I attended Truman State because of the Pershing Scholarship and because of my familiarity with the campus through my older brother. I decided I wanted to be a science teacher and was unable to pick between majoring in Chemistry and Physics, so I chose both. Thanks to a liberal advanced placement testing policy, I was able to finish coursework in four years.
I stayed in Kirksville to get my Master's degree and supported myself on the $6000 I earned as a TPTAI (temporary part-time instructor). I finished the coursework for the MA in a year, and I stayed in Kirksville the year after that to fill in for a member of the chemistry faculty who took a leave of absence. I took the job in the Northeast Missouri Regional Crime Lab when that year was up, and I stayed in the Crime Lab for two years. I spent most of my time there analyzing samples for marijuana and residues thereof (microscopy, TLC), ethanol (GC) and other drugs (IR).
I applied for several teaching jobs while at the Crime Lab, and I had to decide whether to take a job in Exeter, England or Hermann, Missouri. I chose the latter, and strangely enough, I have never regretted that decision. An advertisement from the University of Missouri on the bulletin board in the teachers' lounge in Hermann enticed me to go back to school for a Ph.D.

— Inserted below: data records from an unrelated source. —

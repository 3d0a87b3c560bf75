//! Application context and state management.
//!
//! This module provides the [`AppContext`] type which holds the state shared
//! by every subcommand: the workspace directory, the loaded configuration and
//! the path it came from.

use std::path::{Path, PathBuf};

use anyhow::Context;
use colored::Colorize;
use layoutkit::{model::decode, registry::global};

use crate::{
    config::{AppConfig, CONFIG_FILE},
    http::HttpTransport,
    passthrough,
};

/// The main application context holding all state.
#[derive(Default, Clone)]
pub struct AppContext {
    /// Directory relative paths are resolved against.
    pub workspace: PathBuf,
    /// Loaded configuration.
    pub config: AppConfig,
    /// Path the configuration was read from, if the file existed.
    pub config_path: Option<PathBuf>,
}

impl AppContext {
    /// Creates a context rooted at `workspace` with the default configuration.
    pub fn new(workspace: impl Into<PathBuf>) -> Self {
        Self {
            workspace: workspace.into(),
            ..Default::default()
        }
    }

    /// Loads the configuration.
    ///
    /// # Arguments
    ///
    /// * `config_path` - Optional path to the configuration file. Defaults to
    ///   `.layoutkit.toml` in the workspace directory.
    ///
    /// A missing default file falls back to the built-in defaults; a missing
    /// explicit file is an error.
    ///
    /// # Errors
    ///
    /// Returns an error if the file cannot be read or parsed.
    pub fn load_config(&mut self, config_path: Option<PathBuf>) -> anyhow::Result<&AppConfig> {
        let explicit = config_path.is_some();
        let path = match config_path {
            Some(p) => self.resolve(p),
            None => self.workspace.join(CONFIG_FILE),
        };

        if !path.exists() {
            if explicit {
                bail!("Config file not found: {}", path.display());
            }
            debug!("no {} in {}, using defaults", CONFIG_FILE, self.workspace.display());
            return Ok(&self.config);
        }

        self.config = decode::load(&path).with_context(|| format!("Failed to load config {}", path.display()))?;
        info!("loaded config from {}", path.display());
        self.config_path = Some(path);
        Ok(&self.config)
    }

    /// Resolves `path` against the workspace, after variable substitution.
    pub fn resolve(&self, path: impl AsRef<Path>) -> PathBuf {
        let path = PathBuf::from(self.value_replace_with_var(path.as_ref().as_os_str()));
        if path.is_absolute() {
            path
        } else {
            self.workspace.join(path)
        }
    }

    /// Replaces variable placeholders in a string.
    ///
    /// Currently supports `${workspaceFolder}` which is replaced with the
    /// workspace directory path.
    pub fn value_replace_with_var<S>(&self, value: S) -> String
    where
        S: AsRef<std::ffi::OsStr>,
    {
        let raw = value.as_ref().to_string_lossy();
        raw.replace(
            "${workspaceFolder}",
            format!("{}", self.workspace.display()).as_ref(),
        )
    }

    /// Initializes the process-wide registry with the configured components.
    ///
    /// # Errors
    ///
    /// Returns an error if the registry was already initialized.
    pub fn init_registry(&self) -> anyhow::Result<()> {
        let map = passthrough::component_map(&self.config);
        println!(
            "{}",
            format!("Registering {} component renderers", map.len()).bold().purple()
        );
        global::initialize(map)?;
        Ok(())
    }

    /// Creates the HTTP transport for the configured API.
    ///
    /// # Errors
    ///
    /// Returns an error if no `api.base_url` is configured or the client
    /// cannot be built.
    pub fn transport(&self) -> anyhow::Result<HttpTransport> {
        if self.config.api.base_url.is_none() {
            bail!("api.base_url is not configured");
        }
        HttpTransport::new(&self.config.api)
    }
}
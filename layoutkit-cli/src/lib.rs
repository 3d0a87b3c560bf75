//! # layoutkit-cli
//!
//! Command line driver for `layoutkit` documents.
//!
//! Every component renders through a pass-through renderer, so composed
//! layouts, compiled forms and search queries can be inspected as JSON and
//! exercised against a live API.
//!
//! ## Features
//!
//! - **Render**: compose a layout document and list its routes and menu
//! - **Form**: compile a form, validate values and submit them
//! - **Filter**: build a table search query from `key=value` edits
//! - **Lookup**: fetch and search lookup options with debouncing
//! - **Schema**: print the JSON Schema of every document kind
//!
//! ## Modules
//!
//! - [`commands`] - Subcommand implementations
//! - [`config`] - `.layoutkit.toml` configuration
//! - [`ctx`] - Application context and state management
//! - [`http`] - `reqwest` backed transport
//! - [`passthrough`] - Built-in echo renderers

pub mod commands;

/// Configuration file format.
pub mod config;

/// Application context and state management.
pub mod ctx;

/// HTTP transport for form submission, lookups and searches.
pub mod http;

pub mod passthrough;

#[macro_use]
extern crate log;
#[macro_use]
extern crate anyhow;
use std::sync::LazyLock;

use regex::Regex;
use serde::Serialize;
use serde_json::Value;

use crate::model::FieldSchema;

static EMAIL: LazyLock<Regex> = LazyLock::new(|| {
    Regex::new(r"^[^\s@]+@[^\s@]+\.[^\s@]+$").unwrap_or_else(|e| panic!("email pattern: {e}"))
});

/// A single validation constraint on a field value.
#[derive(Debug, Clone, PartialEq, Serialize)]
#[serde(tag = "rule", rename_all = "camelCase")]
pub enum ValidationRule {
    Required { message: String },
    Email { message: String },
    MinLength { min: f64, message: String },
    MaxLength { max: f64, message: String },
    Min { min: f64, message: String },
    Max { max: f64, message: String },
}

/// Derive the rules implied by a field's schema.
///
/// `required` adds a non-empty rule; an `email` key in the properties adds an
/// email format rule; numeric `minLength`/`maxLength`/`min`/`max` properties
/// add the matching bounds.
pub fn rules_for(field: &FieldSchema) -> Vec<ValidationRule> {
    let mut rules = Vec::new();
    let label = &field.label;

    if field.required {
        rules.push(ValidationRule::Required {
            message: format!("{label} is required"),
        });
    }

    let Some(props) = &field.properties else {
        return rules;
    };

    if props.contains_key("email") {
        rules.push(ValidationRule::Email {
            message: "Enter a valid email".to_string(),
        });
    }

    if let Some(min) = props.get("minLength").and_then(Value::as_f64) {
        rules.push(ValidationRule::MinLength {
            min,
            message: format!("{label} must be at least {min} characters"),
        });
    }

    if let Some(max) = props.get("maxLength").and_then(Value::as_f64) {
        rules.push(ValidationRule::MaxLength {
            max,
            message: format!("{label} must be at most {max} characters"),
        });
    }

    if let Some(min) = props.get("min").and_then(Value::as_f64) {
        rules.push(ValidationRule::Min {
            min,
            message: format!("{label} must be ≥ {min}"),
        });
    }

    if let Some(max) = props.get("max").and_then(Value::as_f64) {
        rules.push(ValidationRule::Max {
            max,
            message: format!("{label} must be ≤ {max}"),
        });
    }

    rules
}

/// Null, empty strings and empty lists count as no value.
pub fn is_empty_value(value: Option<&Value>) -> bool {
    match value {
        None | Some(Value::Null) => true,
        Some(Value::String(s)) => s.is_empty(),
        Some(Value::Array(a)) => a.is_empty(),
        Some(_) => false,
    }
}

fn length_of(value: &Value) -> Option<f64> {
    match value {
        Value::String(s) => Some(s.chars().count() as f64),
        Value::Array(a) => Some(a.len() as f64),
        _ => None,
    }
}

impl ValidationRule {
    pub fn message(&self) -> &str {
        match self {
            ValidationRule::Required { message }
            | ValidationRule::Email { message }
            | ValidationRule::MinLength { message, .. }
            | ValidationRule::MaxLength { message, .. }
            | ValidationRule::Min { message, .. }
            | ValidationRule::Max { message, .. } => message,
        }
    }

    /// Check `value` against this rule.
    ///
    /// Only `Required` looks at empty values; every other rule passes when the
    /// value is empty.
    pub fn check(&self, value: Option<&Value>) -> Result<(), &str> {
        if let ValidationRule::Required { message } = self {
            return if is_empty_value(value) { Err(message) } else { Ok(()) };
        }
        let Some(value) = value.filter(|v| !is_empty_value(Some(v))) else {
            return Ok(());
        };

        let ok = match self {
            ValidationRule::Required { .. } => true,
            ValidationRule::Email { .. } => value.as_str().is_some_and(|s| EMAIL.is_match(s)),
            ValidationRule::MinLength { min, .. } => length_of(value).is_some_and(|l| l >= *min),
            ValidationRule::MaxLength { max, .. } => length_of(value).is_some_and(|l| l <= *max),
            ValidationRule::Min { min, .. } => value.as_f64().is_some_and(|n| n >= *min),
            ValidationRule::Max { max, .. } => value.as_f64().is_some_and(|n| n <= *max),
        };
        if ok { Ok(()) } else { Err(self.message()) }
    }
}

I took two semesters' worth of coursework toward a Ph.D. in Education and decided that it was not to be; I found employment in the Chemistry Department instead of enrolling in classes the next year. I began as a Laboratory Storekeeper and was promoted to Science Stores Supervisor when that position became available later in the academic year.
After a few years as Science Stores Supervisor in which I developed and implemented an inventory management system, I moved into another office in the department to fill a Visiting Assistant Professor slot. I taught at MU for four semesters, and I also served as an adjunct instructor at Stephens College and Central Methodist College for part of that time.

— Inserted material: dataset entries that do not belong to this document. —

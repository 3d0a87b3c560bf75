use std::path::PathBuf;

use clap::Args;
use colored::Colorize;
use layoutkit::{
    ComposedNode, Composer, Registry, UiNode,
    model::{Viewport, decode},
    registry::global,
};
use serde::Serialize;

use crate::{commands::to_pretty, ctx::AppContext};

#[derive(Debug, Args)]
pub struct RenderArgs {
    /// Layout document (.json or .toml)
    pub file: PathBuf,
    /// Viewport for responsive hints, overrides the configured one
    #[arg(long)]
    pub viewport: Option<Viewport>,
}

#[derive(Debug, Serialize)]
pub struct RouteLine {
    pub path: String,
    pub component: String,
}

/// Composed tree plus the route and menu indexes of the registry.
#[derive(Debug, Serialize)]
pub struct RenderReport {
    pub tree: ComposedNode,
    pub routes: Vec<RouteLine>,
    pub menu: Vec<String>,
}

/// Compose `root` against `registry`.
pub fn report(registry: &Registry, root: &UiNode, viewport: Option<Viewport>) -> RenderReport {
    let tree = Composer::new(registry).with_viewport(viewport).compose(root);
    let routes = registry
        .routes()
        .into_iter()
        .map(|r| RouteLine {
            path: r.path.to_string(),
            component: r.descriptor.name.clone(),
        })
        .collect();
    let menu = registry
        .menu_items()
        .into_iter()
        .map(|d| d.name.clone())
        .collect();
    RenderReport { tree, routes, menu }
}

pub fn run(ctx: &AppContext, args: RenderArgs) -> anyhow::Result<()> {
    let path = ctx.resolve(&args.file);
    let root = decode::load_root(&path)?;

    ctx.init_registry()?;
    global::register(&root.to_descriptor())?;

    let viewport = args.viewport.or(ctx.config.viewport);
    let report = global::with(|r| report(r, &root, viewport))?;

    println!("{}", to_pretty(&report.tree)?);

    println!("{}", "Routes".bold().green());
    for route in &report.routes {
        println!("  {} -> {}", route.path.cyan(), route.component);
    }
    println!("{}", "Menu".bold().green());
    for item in &report.menu {
        println!("  {item}");
    }
    Ok(())
}
//! CLI configuration types.
//!
//! Configuration is read from `.layoutkit.toml` in the working directory
//! unless another file is given with `--config`. JSON is accepted as well,
//! chosen by extension.
//!
//! # Configuration File Format
//!
//! ```toml
//! components = ["UserList", "UserDetail"]
//! viewport = "desktop"
//!
//! [api]
//! base_url = "http://localhost:3000/api"
//! token = "secret"
//!
//! [lookup]
//! debounce_ms = 300
//!
//! [aliases]
//! UserGrid = "TableRenderer"
//! ```

use std::collections::BTreeMap;

use layoutkit::{lookup::DEFAULT_DEBOUNCE_MS, model::Viewport};
use schemars::JsonSchema;
use serde::{Deserialize, Serialize};

/// Default configuration file name.
pub const CONFIG_FILE: &str = ".layoutkit.toml";

/// Root configuration structure.
#[derive(Default, Debug, Clone, Serialize, Deserialize, JsonSchema, PartialEq)]
#[serde(default)]
pub struct AppConfig {
    /// Remote API used for form submits, lookups and table searches.
    pub api: ApiConfig,
    /// Lookup field behaviour.
    pub lookup: LookupConfig,
    /// Component names bound to the passthrough renderer, in addition to the
    /// built-in set.
    pub components: Vec<String>,
    /// Extra names bound to the renderer of an existing component.
    pub aliases: BTreeMap<String, String>,
    /// Viewport used to evaluate responsive hints.
    pub viewport: Option<Viewport>,
}

/// Remote API settings.
#[derive(Default, Debug, Clone, Serialize, Deserialize, JsonSchema, PartialEq)]
#[serde(default)]
pub struct ApiConfig {
    /// Prefix for relative endpoint paths.
    pub base_url: Option<String>,
    /// Sent as `Authorization: Token <token>`.
    pub token: Option<String>,
}

/// Lookup field settings.
#[derive(Debug, Clone, Serialize, Deserialize, JsonSchema, PartialEq)]
#[serde(default)]
pub struct LookupConfig {
    /// Debounce window for lookup searches, in milliseconds.
    pub debounce_ms: u64,
}

impl Default for LookupConfig {
    fn default() -> Self {
        Self {
            debounce_ms: DEFAULT_DEBOUNCE_MS,
        }
    }
}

The Chemistry Department was able to fill its temporary positions with tenure-track faculty, and I moved to Environmental Health and Safety as a Hazardous Materials Technician. That position was renamed Environmental Health Technician a few months later, and eventually I was promoted to Environmental Chemist. I went back to Chemistry (with a substantial raise) when the position of Laboratory Coordinator was created.
The Laboratory Coordinator years in Chemistry were active and eventful; the Chemistry Department was in almost constant upheaval for those years. The Chemistry Building was renovated half by half, Schlundt Hall was practically gutted to the outer walls, and a new building for student labs was added to the departmental complex. The job was just starting to settle down and get routine when my old job at Environmental Health and Safety came open again, and I was enticed back to EHS with a nice raise.
EHS is in the process of revamping its database management system, and it's going to be a long time before that process is through. I love a challenge!
Offer me a job!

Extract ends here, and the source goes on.